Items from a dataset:
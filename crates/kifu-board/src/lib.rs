//! Board model used while reading and mining game records.
//!
//! [`BoardEngine`] is what the parser and the pattern miner talk to; [`Goban`]
//! is the standard implementation. Coordinates follow SGF conventions: column
//! and row count from the upper-left corner.

pub mod coord;
mod goban;
mod handicap;
mod symmetry;

use std::fmt;
use std::str::FromStr;

pub use goban::Goban;
pub use handicap::{handicap_points, handicap_symmetries};
pub use symmetry::Symmetry;

#[derive(Clone, Copy, Debug, PartialEq, Eq, Hash, PartialOrd, Ord)]
pub enum Color {
    Black,
    White,
}

impl Color {
    pub fn opponent(self) -> Self {
        match self {
            Self::Black => Self::White,
            Self::White => Self::Black,
        }
    }

    /// The SGF property letter for a move of this color.
    pub fn letter(self) -> char {
        match self {
            Self::Black => 'B',
            Self::White => 'W',
        }
    }
}

#[derive(Clone, Copy, Debug, PartialEq, Eq, Hash, PartialOrd, Ord)]
pub struct Point {
    pub col: u8,
    pub row: u8,
}

impl Point {
    pub const fn new(col: u8, row: u8) -> Self {
        Self { col, row }
    }
}

/// Where a move was played.
#[derive(Clone, Copy, Debug, PartialEq, Eq, Hash)]
pub enum Loc {
    Pass,
    Point(Point),
}

impl Loc {
    pub fn point(self) -> Option<Point> {
        match self {
            Self::Pass => None,
            Self::Point(point) => Some(point),
        }
    }

    pub fn is_pass(self) -> bool {
        self == Self::Pass
    }
}

impl From<Point> for Loc {
    fn from(point: Point) -> Self {
        Self::Point(point)
    }
}

#[derive(Clone, Copy, Debug, PartialEq, Eq, Hash)]
pub struct BoardSize {
    pub cols: u8,
    pub rows: u8,
}

impl BoardSize {
    /// Largest dimension expressible with SGF coordinates.
    pub const MAX: u8 = 52;

    pub fn new(cols: u32, rows: u32) -> Result<Self, BoardError> {
        let max = u32::from(Self::MAX);
        if cols == 0 || rows == 0 || cols > max || rows > max {
            return Err(BoardError::BadSize { cols, rows });
        }
        Ok(Self { cols: cols as u8, rows: rows as u8 })
    }

    pub const fn square(n: u8) -> Self {
        Self { cols: n, rows: n }
    }

    pub fn is_square(self) -> bool {
        self.cols == self.rows
    }

    pub fn contains(self, point: Point) -> bool {
        point.col < self.cols && point.row < self.rows
    }

    pub fn area(self) -> usize {
        usize::from(self.cols) * usize::from(self.rows)
    }

    pub(crate) fn index(self, point: Point) -> usize {
        usize::from(point.row) * usize::from(self.cols) + usize::from(point.col)
    }

    /// Orthogonal neighbours of `point` that lie on the board.
    pub fn adjacent(self, point: Point) -> impl Iterator<Item = Point> {
        let Point { col, row } = point;
        [
            col.checked_sub(1).map(|c| Point::new(c, row)),
            col.checked_add(1).map(|c| Point::new(c, row)),
            row.checked_sub(1).map(|r| Point::new(col, r)),
            row.checked_add(1).map(|r| Point::new(col, r)),
        ]
        .into_iter()
        .flatten()
        .filter(move |p| self.contains(*p))
    }
}

impl Default for BoardSize {
    fn default() -> Self {
        Self::square(19)
    }
}

impl fmt::Display for BoardSize {
    fn fmt(&self, f: &mut fmt::Formatter<'_>) -> fmt::Result {
        if self.is_square() {
            write!(f, "{}", self.cols)
        } else {
            write!(f, "{}:{}", self.cols, self.rows)
        }
    }
}

/// Reads an SZ value, `n` for a square board or `cols:rows`.
impl FromStr for BoardSize {
    type Err = BoardError;

    fn from_str(text: &str) -> Result<Self, BoardError> {
        let number = |part: &str| {
            part.trim().parse::<u32>().map_err(|_| BoardError::SizeSyntax(text.to_owned()))
        };
        match text.split_once(':') {
            Some((cols, rows)) => Self::new(number(cols)?, number(rows)?),
            None => {
                let n = number(text)?;
                Self::new(n, n)
            }
        }
    }
}

#[derive(Clone, Debug, PartialEq, Eq, thiserror::Error)]
pub enum BoardError {
    #[error("point {0} is off the {1} board")]
    OffBoard(Point, BoardSize),
    #[error("point {0} is already occupied")]
    Occupied(Point),
    #[error("point {0} is already empty")]
    AlreadyEmpty(Point),
    #[error("board size {cols}:{rows} is outside 1..=52")]
    BadSize { cols: u32, rows: u32 },
    #[error("`{0}` is not a board size")]
    SizeSyntax(String),
}

/// The board operations the parser and the pattern miner rely on.
///
/// Every applied change is undoable, newest first. `depth` counts applied
/// changes (moves and setup stones) so callers can record where a branch
/// started and undo back to it.
pub trait BoardEngine {
    fn size(&self) -> BoardSize;

    /// Clears the board and its history. With `apply == false` moves and setup
    /// stones are only counted, the grid stays empty.
    fn reset(&mut self, size: BoardSize, apply: bool);

    fn depth(&self) -> u32;

    /// Number of moves on the current line.
    fn move_number(&self) -> u32;

    /// Plays a move and returns its number on the current line.
    fn play(&mut self, loc: Loc, color: Color) -> Result<u32, BoardError>;

    /// Adds (`Some`) or removes (`None`) a stone outside of normal play.
    fn setup(&mut self, point: Point, stone: Option<Color>) -> Result<(), BoardError>;

    /// Reverts the newest change. Returns `false` when nothing is left.
    fn undo(&mut self) -> bool;

    fn status(&self, point: Point) -> Option<Color>;

    fn occupied(&self) -> usize;

    fn adjacent(&self, point: Point) -> impl Iterator<Item = Point> {
        self.size().adjacent(point)
    }

    fn rewind(&mut self) {
        while self.undo() {}
    }

    /// The representative of `loc` under the symmetries that keep a
    /// `handicap` stone layout fixed, and the transform that produces it.
    fn canonical(&self, loc: Loc, handicap: u8) -> (Loc, Symmetry) {
        symmetry::canonical(loc, handicap_symmetries(handicap), self.size())
    }

    /// The image of `loc`, or `None` when `loc` is off the board.
    fn transform(&self, loc: Loc, symmetry: Symmetry) -> Option<Loc> {
        symmetry.apply_loc(loc, self.size())
    }
}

TASK DETAILS: Transcribe, in full, each record that appears above.

TASK SOLUTION:
filename crates/kifu-board/src/lib.rs
//! Board model used while reading and mining game records.
//!
//! [`BoardEngine`] is what the parser and the pattern miner talk to; [`Goban`]
//! is the standard implementation. Coordinates follow SGF conventions: column
//! and row count from the upper-left corner.

pub mod coord;
mod goban;
mod handicap;
mod symmetry;

use std::fmt;
use std::str::FromStr;

pub use goban::Goban;
pub use handicap::{handicap_points, handicap_symmetries};
pub use symmetry::Symmetry;

#[derive(Clone, Copy, Debug, PartialEq, Eq, Hash, PartialOrd, Ord)]
pub enum Color {
    Black,
    White,
}

impl Color {
    pub fn opponent(self) -> Self {
        match self {
            Self::Black => Self::White,
            Self::White => Self::Black,
        }
    }

    /// The SGF property letter for a move of this color.
    pub fn letter(self) -> char {
        match self {
            Self::Black => 'B',
            Self::White => 'W',
        }
    }
}

#[derive(Clone, Copy, Debug, PartialEq, Eq, Hash, PartialOrd, Ord)]
pub struct Point {
    pub col: u8,
    pub row: u8,
}

impl Point {
    pub const fn new(col: u8, row: u8) -> Self {
        Self { col, row }
    }
}

/// Where a move was played.
#[derive(Clone, Copy, Debug, PartialEq, Eq, Hash)]
pub enum Loc {
    Pass,
    Point(Point),
}

impl Loc {
    pub fn point(self) -> Option<Point> {
        match self {
            Self::Pass => None,
            Self::Point(point) => Some(point),
        }
    }

    pub fn is_pass(self) -> bool {
        self == Self::Pass
    }
}

impl From<Point> for Loc {
    fn from(point: Point) -> Self {
        Self::Point(point)
    }
}

#[derive(Clone, Copy, Debug, PartialEq, Eq, Hash)]
pub struct BoardSize {
    pub cols: u8,
    pub rows: u8,
}

impl BoardSize {
    /// Largest dimension expressible with SGF coordinates.
    pub const MAX: u8 = 52;

    pub fn new(cols: u32, rows: u32) -> Result<Self, BoardError> {
        let max = u32::from(Self::MAX);
        if cols == 0 || rows == 0 || cols > max || rows > max {
            return Err(BoardError::BadSize { cols, rows });
        }
        Ok(Self { cols: cols as u8, rows: rows as u8 })
    }

    pub const fn square(n: u8) -> Self {
        Self { cols: n, rows: n }
    }

    pub fn is_square(self) -> bool {
        self.cols == self.rows
    }

    pub fn contains(self, point: Point) -> bool {
        point.col < self.cols && point.row < self.rows
    }

    pub fn area(self) -> usize {
        usize::from(self.cols) * usize::from(self.rows)
    }

    pub(crate) fn index(self, point: Point) -> usize {
        usize::from(point.row) * usize::from(self.cols) + usize::from(point.col)
    }

    /// Orthogonal neighbours of `point` that lie on the board.
    pub fn adjacent(self, point: Point) -> impl Iterator<Item = Point> {
        let Point { col, row } = point;
        [
            col.checked_sub(1).map(|c| Point::new(c, row)),
            col.checked_add(1).map(|c| Point::new(c, row)),
            row.checked_sub(1).map(|r| Point::new(col, r)),
            row.checked_add(1).map(|r| Point::new(col, r)),
        ]
        .into_iter()
        .flatten()
        .filter(move |p| self.contains(*p))
    }
}

impl Default for BoardSize {
    fn default() -> Self {
        Self::square(19)
    }
}

impl fmt::Display for BoardSize {
    fn fmt(&self, f: &mut fmt::Formatter<'_>) -> fmt::Result {
        if self.is_square() {
            write!(f, "{}", self.cols)
        } else {
            write!(f, "{}:{}", self.cols, self.rows)
        }
    }
}

/// Reads an SZ value, `n` for a square board or `cols:rows`.
impl FromStr for BoardSize {
    type Err = BoardError;

    fn from_str(text: &str) -> Result<Self, BoardError> {
        let number = |part: &str| {
            part.trim().parse::<u32>().map_err(|_| BoardError::SizeSyntax(text.to_owned()))
        };
        match text.split_once(':') {
            Some((cols, rows)) => Self::new(number(cols)?, number(rows)?),
            None => {
                let n = number(text)?;
                Self::new(n, n)
            }
        }
    }
}

#[derive(Clone, Debug, PartialEq, Eq, thiserror::Error)]
pub enum BoardError {
    #[error("point {0} is off the {1} board")]
    OffBoard(Point, BoardSize),
    #[error("point {0} is already occupied")]
    Occupied(Point),
    #[error("point {0} is already empty")]
    AlreadyEmpty(Point),
    #[error("board size {cols}:{rows} is outside 1..=52")]
    BadSize { cols: u32, rows: u32 },
    #[error("`{0}` is not a board size")]
    SizeSyntax(String),
}

/// The board operations the parser and the pattern miner rely on.
///
/// Every applied change is undoable, newest first. `depth` counts applied
/// changes (moves and setup stones) so callers can record where a branch
/// started and undo back to it.
pub trait BoardEngine {
    fn size(&self) -> BoardSize;

    /// Clears the board and its history. With `apply == false` moves and setup
    /// stones are only counted, the grid stays empty.
    fn reset(&mut self, size: BoardSize, apply: bool);

    fn depth(&self) -> u32;

    /// Number of moves on the current line.
    fn move_number(&self) -> u32;

    /// Plays a move and returns its number on the current line.
    fn play(&mut self, loc: Loc, color: Color) -> Result<u32, BoardError>;

    /// Adds (`Some`) or removes (`None`) a stone outside of normal play.
    fn setup(&mut self, point: Point, stone: Option<Color>) -> Result<(), BoardError>;

    /// Reverts the newest change. Returns `false` when nothing is left.
    fn undo(&mut self) -> bool;

    fn status(&self, point: Point) -> Option<Color>;

    fn occupied(&self) -> usize;

    fn adjacent(&self, point: Point) -> impl Iterator<Item = Point> {
        self.size().adjacent(point)
    }

    fn rewind(&mut self) {
        while self.undo() {}
    }

    /// The representative of `loc` under the symmetries that keep a
    /// `handicap` stone layout fixed, and the transform that produces it.
    fn canonical(&self, loc: Loc, handicap: u8) -> (Loc, Symmetry) {
        symmetry::canonical(loc, handicap_symmetries(handicap), self.size())
    }

    /// The image of `loc`, or `None` when `loc` is off the board.
    fn transform(&self, loc: Loc, symmetry: Symmetry) -> Option<Loc> {
        symmetry.apply_loc(loc, self.size())
    }
}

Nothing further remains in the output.